There’s a lot of concern that Americans aren’t saving enough for retirement. I can give you a bunch of reasons to doubt that conclusion: More Americans are participating in retirement plans today than ever before, total retirement plan contributions are rising, employers are contributing more to retirement plans, Millennials are starting to save earlier than Gen-Xers or Baby Boomers did, and so on.
But here’s one way to think about it: A good sign that people aren’t saving enough is if they run out of money once they’re retired. But that’s not happening. In fact, for most retiree households, wealth increases over the course of retirement. But why does this happen and what does it mean for retirees?
I thought about this based on an article in which financial writer Michael Kitces examines the safe withdrawal rate for the drawdown of retirement wealth. Kitces shows that a retiree who holds a 60-40 stock-bond portfolio and follows the conventional “4% rule” for spending down retirement wealth would be more likely to quintuple his retirement wealth than he would be to run out of money within 30 years.

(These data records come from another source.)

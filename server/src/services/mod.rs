//! Oracle-side services: registration, response submission and the
//! `OracleRequest` listener.

pub mod oracle_registry;
pub mod request_listener;
pub mod response_submitter;

pub use oracle_registry::{OracleRegistry, RegistrationSummary};
pub use request_listener::{restart_backoff, supervise, RequestListener};
pub use response_submitter::{
    status_source, FixedStatusSource, RandomStatusSource, ResponseSubmitter, StatusSource,
};
impl Default for SimulatedLedgerBuilder {
    fn default() -> Self {
        Self {
            mnemonic: DEFAULT_MNEMONIC.to_string(),
            account_count: DEFAULT_ACCOUNT_COUNT,
            registration_fee: DEFAULT_REGISTRATION_FEE,
            min_responses: MIN_RESPONSES,
            seed: None,
            scripted_indexes: Vec::new(),
            latency: None,
        }
    }
}

impl SimulatedLedgerBuilder {
    pub fn mnemonic(mut self, mnemonic: impl Into<String>) -> Self {
        self.mnemonic = mnemonic.into();
        self
    }

    pub fn accounts(mut self, count: usize) -> Self {
        self.account_count = count;
        self
    }

    pub fn registration_fee(mut self, fee: u128) -> Self {
        self.registration_fee = fee;
        self
    }

    pub fn min_responses(mut self, min_responses: usize) -> Self {
        self.min_responses = min_responses;
        self
    }

    pub fn seed(mut self, seed: u64) -> Self {
        self.seed = Some(seed);
        self
    }

    /// Index triples handed out, in registration order, before random ones.
    pub fn scripted_indexes(mut self, indexes: impl IntoIterator<Item = OracleIndexes>) -> Self {
        self.scripted_indexes = indexes.into_iter().collect();
        self
    }

    /// Random delay applied to every ledger call.
    pub fn latency(mut self, min: Duration, max: Duration) -> Self {
        self.latency = Some((min, max.max(min)));
        self
    }

    pub fn build(self) -> SimulatedLedger {
        let rng = match self.seed {
            Some(seed) => StdRng::seed_from_u64(seed),
            None => StdRng::from_entropy(),
        };

        SimulatedLedger {
            accounts: derive_accounts(&self.mnemonic, self.account_count),
            registration_fee: self.registration_fee,
            min_responses: self.min_responses,
            latency: self.latency,
            state: Mutex::new(ContractState {
                rng,
                oracles: HashMap::new(),
                scripted_indexes: self.scripted_indexes.into(),
                responses: HashMap::new(),
                reports: Vec::new(),
                verified: HashMap::new(),
                subscribers: Vec::new(),
            }),
        }
    }
}
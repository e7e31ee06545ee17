//! Majority agreement over oracle responses.
//!
//! Every `OracleRequest` gets its own [`ConsensusRound`] with a fresh tally;
//! nothing is shared between rounds, so the same request delivered twice is
//! simply evaluated twice.

use std::sync::Arc;
use std::time::Duration;

use tokio::task::JoinHandle;
use tracing::info;

use crate::models::FlightRequest;
use crate::services::{OracleRegistry, ResponseSubmitter};

pub mod history;
pub mod round;
pub mod tally;

pub use history::RoundHistory;
pub use round::{ConsensusRound, RoundReport, RoundState};
pub use tally::{StatusTally, TallyEntry};

/// Matching accepted responses needed for one status to win a round.
pub const DEFAULT_THRESHOLD: u32 = 3;

pub struct ConsensusEngine {
    registry: Arc<OracleRegistry>,
    submitter: Arc<ResponseSubmitter>,
    history: Arc<RoundHistory>,
    threshold: u32,
    round_timeout: Duration,
}

impl ConsensusEngine {
    pub fn new(
        registry: Arc<OracleRegistry>,
        submitter: Arc<ResponseSubmitter>,
        history: Arc<RoundHistory>,
        threshold: u32,
        round_timeout: Duration,
    ) -> Self {
        Self {
            registry,
            submitter,
            history,
            threshold,
            round_timeout,
        }
    }

    pub fn threshold(&self) -> u32 {
        self.threshold
    }

    pub fn history(&self) -> &Arc<RoundHistory> {
        &self.history
    }

    /// Run one round for `request` to completion and record its report.
    pub async fn process(&self, request: FlightRequest) -> RoundReport {
        let round = ConsensusRound::new(request, self.threshold);
        let flight = round.request().key();
        info!(
            round = %round.id(),
            index = round.request().request_index,
            flight = %flight,
            "consensus round opened"
        );

        self.history.round_started();
        let oracles = self.registry.records();
        let report = round
            .run(&oracles, &self.submitter, self.round_timeout)
            .await;

        match report.outcome {
            RoundState::Decided(status) => {
                info!(
                    round = %report.round_id,
                    flight = %flight,
                    status = %status,
                    accepted = report.accepted,
                    rejected = report.rejected,
                    "consensus round decided"
                );
                if report.credits_insurees() {
                    info!(
                        round = %report.round_id,
                        flight = %flight,
                        airline = %report.request.airline,
                        "flight verified late due to airline, insurees are credited"
                    );
                }
            }
            _ => info!(
                round = %report.round_id,
                flight = %flight,
                matching = report.matching_oracles,
                accepted = report.accepted,
                timed_out = report.timed_out,
                "consensus round exhausted without agreement"
            ),
        }

        self.history.record(report.clone());
        report
    }

    pub fn spawn_round(self: &Arc<Self>, request: FlightRequest) -> JoinHandle<RoundReport> {
        let engine = Arc::clone(self);
        tokio::spawn(async move { engine.process(request).await })
    }
}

I’m a little skeptical about these kinds of drawdown rules and the “Monte Carlo” simulations that are used to explore them. I’m not questioning Kitces’ numbers. But we don’t know whether investment returns will be the same going forward as they were in the past, and (to my mind) there’s good reason to believe they won’t be. But more importantly, just looking at the probabilities of different events doesn’t tell you the values that retirees place on them. Assuming you retired with a decent income, quintupling your wealth won’t improve your quality of life nearly as much as running out of money would hurt it.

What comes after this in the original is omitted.